Listen to this story
In 2009, Intel claimed supercomputing dominance, as its chips powered over 80% of the world’s top 500 supercomputers. While those times have passed and Intel has since lost its lead to AMD, it seems redemption is on the horizon. The new Aurora supercomputer, built on Intel’s Sapphire Rapids line of chips and designed for Argonne National Laboratory’s simulation workloads, is poised to take over AMD’s position as the premier supercomputing chip.
While these eternal rivals continue to duke it out in the generalised supercomputer world, competition is gradually becoming intense as other tech giants seem to have bigger plans.

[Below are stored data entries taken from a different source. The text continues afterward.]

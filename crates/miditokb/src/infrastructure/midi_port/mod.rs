//! Raw ALSA MIDI ports.
//!
//! # Port names (for beginners)
//!
//! ALSA exposes every hardware MIDI port as a character device under
//! `/dev/snd`, named `midiC<card>D<device>`.  Reading from that file returns
//! the raw MIDI bytes the controller sends, with no sequencer in between.
//!
//! Users usually know the ALSA name instead (`amidi -l` prints it):
//!
//! | Name          | Device node              |
//! |---------------|--------------------------|
//! | `hw:1,0`      | `/dev/snd/midiC1D0`      |
//! | `hw:2,0,0`    | `/dev/snd/midiC2D0`      |
//! | `/dev/snd/midiC1D0` | used as-is         |
//!
//! The raw device node delivers every sub-device of a port, so the optional
//! third (`subdevice`) field is accepted but does not change the path.

use std::fmt;
use std::path::{Path, PathBuf};

use thiserror::Error;

#[cfg(target_os = "linux")]
pub mod rawmidi;

/// Directory holding the ALSA device nodes.
pub const SND_DEVICE_DIR: &str = "/dev/snd";

/// Directory holding per-card ALSA information.
pub const PROC_ASOUND_DIR: &str = "/proc/asound";

/// Error type for MIDI port operations.
#[derive(Debug, Error)]
pub enum PortError {
    /// The port name is neither `hw:<card>,<device>[,<sub>]` nor an absolute path.
    #[error("invalid MIDI port name '{0}' (expected hw:<card>,<device> or a device path)")]
    InvalidName(String),

    /// The device node could not be opened.
    #[error("cannot open MIDI port {path}: {source}")]
    Open {
        path: PathBuf,
        #[source]
        source: std::io::Error,
    },

    /// The opened device could not be registered with the async reactor.
    #[error("cannot watch MIDI port {path}: {source}")]
    Register {
        path: PathBuf,
        #[source]
        source: std::io::Error,
    },

    /// The device directory could not be read while listing ports.
    #[error("cannot list MIDI ports in {path}: {source}")]
    List {
        path: PathBuf,
        #[source]
        source: std::io::Error,
    },
}

/// One raw MIDI port found on the system.
#[derive(Debug, Clone, PartialEq, Eq)]
pub struct PortInfo {
    pub card: u32,
    pub device: u32,
    /// Device node path.
    pub path: PathBuf,
    /// Card identifier from `/proc/asound/card<N>/id`, if readable.
    pub card_id: Option<String>,
}

impl PortInfo {
    /// The ALSA name of this port, e.g. `hw:1,0`.
    pub fn hw_name(&self) -> String {
        format!("hw:{},{}", self.card, self.device)
    }
}

impl fmt::Display for PortInfo {
    fn fmt(&self, f: &mut fmt::Formatter<'_>) -> fmt::Result {
        write!(f, "{:<10} {}", self.hw_name(), self.path.display())?;
        if let Some(id) = &self.card_id {
            write!(f, "  ({id})")?;
        }
        Ok(())
    }
}

/// Resolves a port name to its device node under [`SND_DEVICE_DIR`].
///
/// # Errors
///
/// Returns [`PortError::InvalidName`] for anything that is neither an ALSA
/// `hw:` name nor an absolute path.
pub fn resolve_port_path(name: &str) -> Result<PathBuf, PortError> {
    resolve_port_path_in(name, Path::new(SND_DEVICE_DIR))
}

/// Like [`resolve_port_path`], with an explicit device directory.
pub fn resolve_port_path_in(name: &str, snd_dir: &Path) -> Result<PathBuf, PortError> {
    let name = name.trim();
    if name.starts_with('/') {
        return Ok(PathBuf::from(name));
    }

    let invalid = || PortError::InvalidName(name.to_string());
    let rest = name.strip_prefix("hw:").ok_or_else(invalid)?;

    let mut fields = rest.split(',').map(|f| f.trim().parse::<u32>());
    let card = fields.next().and_then(Result::ok).ok_or_else(invalid)?;
    let device = match fields.next() {
        None => 0,
        Some(field) => field.map_err(|_| invalid())?,
    };
    if let Some(sub) = fields.next() {
        sub.map_err(|_| invalid())?;
    }
    if fields.next().is_some() {
        return Err(invalid());
    }

    Ok(snd_dir.join(format!("midiC{card}D{device}")))
}

/// Lists the raw MIDI ports present on this machine, sorted by card and device.
///
/// # Errors
///
/// Returns [`PortError::List`] if [`SND_DEVICE_DIR`] cannot be read.
pub fn list_ports() -> Result<Vec<PortInfo>, PortError> {
    list_ports_in(Path::new(SND_DEVICE_DIR), Path::new(PROC_ASOUND_DIR))
}

/// Like [`list_ports`], with explicit device and `/proc/asound` directories.
pub fn list_ports_in(snd_dir: &Path, proc_dir: &Path) -> Result<Vec<PortInfo>, PortError> {
    let entries = std::fs::read_dir(snd_dir).map_err(|source| PortError::List {
        path: snd_dir.to_path_buf(),
        source,
    })?;

    let mut ports: Vec<PortInfo> = entries
        .filter_map(Result::ok)
        .filter_map(|entry| {
            let file_name = entry.file_name();
            let (card, device) = parse_node_name(file_name.to_str()?)?;
            Some(PortInfo {
                card,
                device,
                path: entry.path(),
                card_id: read_card_id(proc_dir, card),
            })
        })
        .collect();

    ports.sort_by_key(|p| (p.card, p.device));
    Ok(ports)
}

/// Parses `midiC<card>D<device>` into its two numbers.
fn parse_node_name(name: &str) -> Option<(u32, u32)> {
    let rest = name.strip_prefix("midiC")?;
    let (card, device) = rest.split_once('D')?;
    Some((card.parse().ok()?, device.parse().ok()?))
}

fn read_card_id(proc_dir: &Path, card: u32) -> Option<String> {
    let id = std::fs::read_to_string(proc_dir.join(format!("card{card}")).join("id")).ok()?;
    let id = id.trim();
    (!id.is_empty()).then(|| id.to_string())
}

// ── Tests ─────────────────────────────────────────────────────────────────────

#[cfg(test)]
mod tests {
    use super::*;
    use uuid::Uuid;

    fn temp_dir() -> PathBuf {
        let dir = std::env::temp_dir().join(format!("miditokb_ports_{}", Uuid::new_v4()));
        std::fs::create_dir_all(&dir).unwrap();
        dir
    }

    // ── resolve_port_path ─────────────────────────────────────────────────────

    #[test]
    fn test_hw_name_resolves_to_device_node() {
        // Arrange / Act
        let path = resolve_port_path("hw:1,0").unwrap();

        // Assert
        assert_eq!(path, PathBuf::from("/dev/snd/midiC1D0"));
    }

    #[test]
    fn test_hw_name_with_subdevice_ignores_subdevice() {
        let path = resolve_port_path("hw:2,1,3").unwrap();
        assert_eq!(path, PathBuf::from("/dev/snd/midiC2D1"));
    }

    #[test]
    fn test_hw_name_without_device_defaults_to_zero() {
        let path = resolve_port_path("hw:3").unwrap();
        assert_eq!(path, PathBuf::from("/dev/snd/midiC3D0"));
    }

    #[test]
    fn test_absolute_path_is_used_as_is() {
        let path = resolve_port_path("/tmp/fake-midi").unwrap();
        assert_eq!(path, PathBuf::from("/tmp/fake-midi"));
    }

    #[test]
    fn test_invalid_names_are_rejected() {
        for name in ["", "hw:", "hw:x,0", "hw:1,y", "hw:1,0,z", "hw:1,0,0,0", "default", "midiC1D0"] {
            assert!(
                matches!(resolve_port_path(name), Err(PortError::InvalidName(_))),
                "'{name}' must be rejected"
            );
        }
    }

    #[test]
    fn test_resolve_in_custom_directory() {
        let path = resolve_port_path_in("hw:0,0", Path::new("/run/snd")).unwrap();
        assert_eq!(path, PathBuf::from("/run/snd/midiC0D0"));
    }

    // ── list_ports ────────────────────────────────────────────────────────────

    #[test]
    fn test_list_ports_finds_midi_nodes_sorted_with_card_ids() {
        // Arrange
        let snd = temp_dir();
        let proc_dir = temp_dir();
        for name in ["midiC2D0", "controlC1", "midiC1D1", "pcmC0D0p", "midiC1D0"] {
            std::fs::write(snd.join(name), b"").unwrap();
        }
        std::fs::create_dir_all(proc_dir.join("card1")).unwrap();
        std::fs::write(proc_dir.join("card1").join("id"), "UMONE\n").unwrap();

        // Act
        let ports = list_ports_in(&snd, &proc_dir).unwrap();

        // Assert
        let names: Vec<String> = ports.iter().map(PortInfo::hw_name).collect();
        assert_eq!(names, vec!["hw:1,0", "hw:1,1", "hw:2,0"]);
        assert_eq!(ports[0].card_id.as_deref(), Some("UMONE"));
        assert_eq!(ports[2].card_id, None);

        // Cleanup
        std::fs::remove_dir_all(&snd).ok();
        std::fs::remove_dir_all(&proc_dir).ok();
    }

    #[test]
    fn test_list_ports_missing_directory_is_an_error() {
        let missing = std::env::temp_dir().join(format!("miditokb_missing_{}", Uuid::new_v4()));
        let result = list_ports_in(&missing, &missing);
        assert!(matches!(result, Err(PortError::List { .. })));
    }

    #[test]
    fn test_port_info_display() {
        let info = PortInfo {
            card: 1,
            device: 0,
            path: PathBuf::from("/dev/snd/midiC1D0"),
            card_id: Some("UMONE".into()),
        };
        assert_eq!(info.to_string(), "hw:1,0     /dev/snd/midiC1D0  (UMONE)");
    }

    #[test]
    fn test_parse_node_name_rejects_other_nodes() {
        assert_eq!(parse_node_name("midiC10D2"), Some((10, 2)));
        assert_eq!(parse_node_name("midiCxD0"), None);
        assert_eq!(parse_node_name("hwC0D0"), None);
    }
}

In a bid to reduce dependency on chipmakers and optimise their infrastructure in the process, Google, Meta, Amazon, and others have begun creating their own chips. In a market that’s more competitive than ever before, can Intel expand its foothold and take back the supercomputing crown?
Battle on an exascale
Until the announcement of Aurora, AMD’s Frontier supercomputer, built for the Oak Ridge National Laboratory’s scientific research requirements, was the undisputed king of the supercomputer world. Ever since its launch in 2021, Frontier has been the only supercomputer capable of exascale computing. A supercomputer capable of executing over 1 quintillion floating point operations per second (1 exaflop) is termed an exascale supercomputer.
According to the Top500 list, a list of top supercomputers in the world, Frontier is currently the only exascale supercomputer in operation, but Aurora looks ready to change that. Announced at the ISC High Performance Conference, Aurora was poised to be Intel’s answer to AMD’s untouched exascale dominance.
However, with the released spec sheet, it seems that Aurora will not only challenge Frontier, but dominate it.
While Aurora’s journey to the exascale level has been fraught with delays and reworks, it seems that the supercomputer is finally seeing the light of day. First announced in 2015, the project was delayed twice, once in 2017, and again in 2020. This comes as no surprise, as Intel’s Sapphire Rapids line, the chips powering Aurora, have also been delayed multiple times. Now that the chip is finally entering the market, Intel has found a rare opportunity to shine out and take a significant title from its core competitor.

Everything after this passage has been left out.